Receiving operating characteristics (ROC) curve for nn0, nn50 and nn10-10. FPR: false positive rate; TPR: true positive rate; nn0: no hidden layers; nn50: 1 hidden layer with 50 neurons; nn10-10: 2 hidden layers with 10 neurons.

Figure 3

Distribution of cases and controls across estimated risk score levels. Those with risk score >0.5 were identified as “cases.”.

Figure 4

Histogram of the difference in estimated risk score when turning specific factors ‘on’ and ‘off’ across the whole dataset.

Table 2

Number of individuals, gender and mean age for controls, cases and estimated risk levels from very low to very high.

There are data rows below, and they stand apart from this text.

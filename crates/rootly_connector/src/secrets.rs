//! Secret syncer.

use crate::error::{ConnectorError, ConnectorResult};
use crate::profile::timestamp;
use crate::syncer::{Listing, ResourceSyncer};
use rootly_client::{Operation, Secret, UpstreamClient};
use rootly_model::{
    catalog, Entitlement, Grant, Resource, ResourceId, ResourceTrait, ResourceType, SecretTrait,
};
use std::sync::Arc;
use tracing::debug;

/// Lists Rootly secrets. Secrets carry no entitlements or grants.
pub struct SecretSyncer<U: UpstreamClient> {
    client: Arc<U>,
}

impl<U: UpstreamClient> SecretSyncer<U> {
    /// Creates a secret syncer.
    pub fn new(client: Arc<U>) -> Self {
        Self { client }
    }
}

fn secret_resource(secret: &Secret, parent: Option<&ResourceId>) -> Resource {
    let shape = ResourceTrait::Secret(SecretTrait {
        created_at: timestamp(&secret.created_at),
    });
    Resource::new(ResourceId::secret(&secret.id), &secret.name, shape).with_parent(parent.cloned())
}

impl<U: UpstreamClient> ResourceSyncer for SecretSyncer<U> {
    fn resource_type(&self) -> &'static ResourceType {
        &catalog::SECRET
    }

    fn list(&self, parent: Option<&ResourceId>, token: &str) -> ConnectorResult<Listing<Resource>> {
        debug!(resource_type = "secret", token, "listing resources");
        let page = self
            .client
            .list_secrets(token)
            .map_err(ConnectorError::upstream(Operation::ListSecrets))?;
        let resources = page.items.iter().map(|s| secret_resource(s, parent)).collect();
        Ok(Listing::new(resources, page.next_cursor))
    }

    fn entitlements(
        &self,
        _resource: &Resource,
        _token: &str,
    ) -> ConnectorResult<Listing<Entitlement>> {
        Ok(Listing::done(Vec::new()))
    }

    fn grants(&self, _resource: &Resource, _token: &str) -> ConnectorResult<Listing<Grant>> {
        Ok(Listing::done(Vec::new()))
    }
}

Description	Number of Individuals	Number of Males, n (%; 95% CI)	Mean age, years
Controls	52080	40240 (77.37%; 76.9%-77.6%)	48.04
Cases	2604	2012 (77.27%; 75.9%-78.6%)	48.04
Very low risk (r ≤0.17)	70	4 (5.7%; 2.6%-12.1%)	54.32
Low risk (0.17<r ≤0.33)	25744	17884 (69.5%; 68.9%-69.9%)	48.07
Moderate-low risk (0.33<r ≤0.5)	17818	15850 (88.9%; 88.6%-89.3%)	46.52
Moderate-high risk (0.5<r ≤0.67)	6011	4765 (79.3%; 78.4%-80.1%)	49.31
High risk (0.67<r ≤0.83)	3675	2703 (73.5%; 72.3%-74.7%)	53.03
Very high risk (r>0.83)	1366	1046 (76.6%; 74.6%-78.4%)	47.75

Figure 5

Samples presenting a specific factor and their distribution across cases and controls, and across estimated risks from very low (VLR) to very high (VHR). To the left of each bar group, the total number of individuals presenting the factor (sample size). At the top, the distribution of the full population.

Figure 6

Incidence of factors for cases, controls and estimated risk levels from very low (VLR) to very high (VHR). Panels on the right hand column (shaded) have y-axis limits between 0% and 30% to facilitate visualization.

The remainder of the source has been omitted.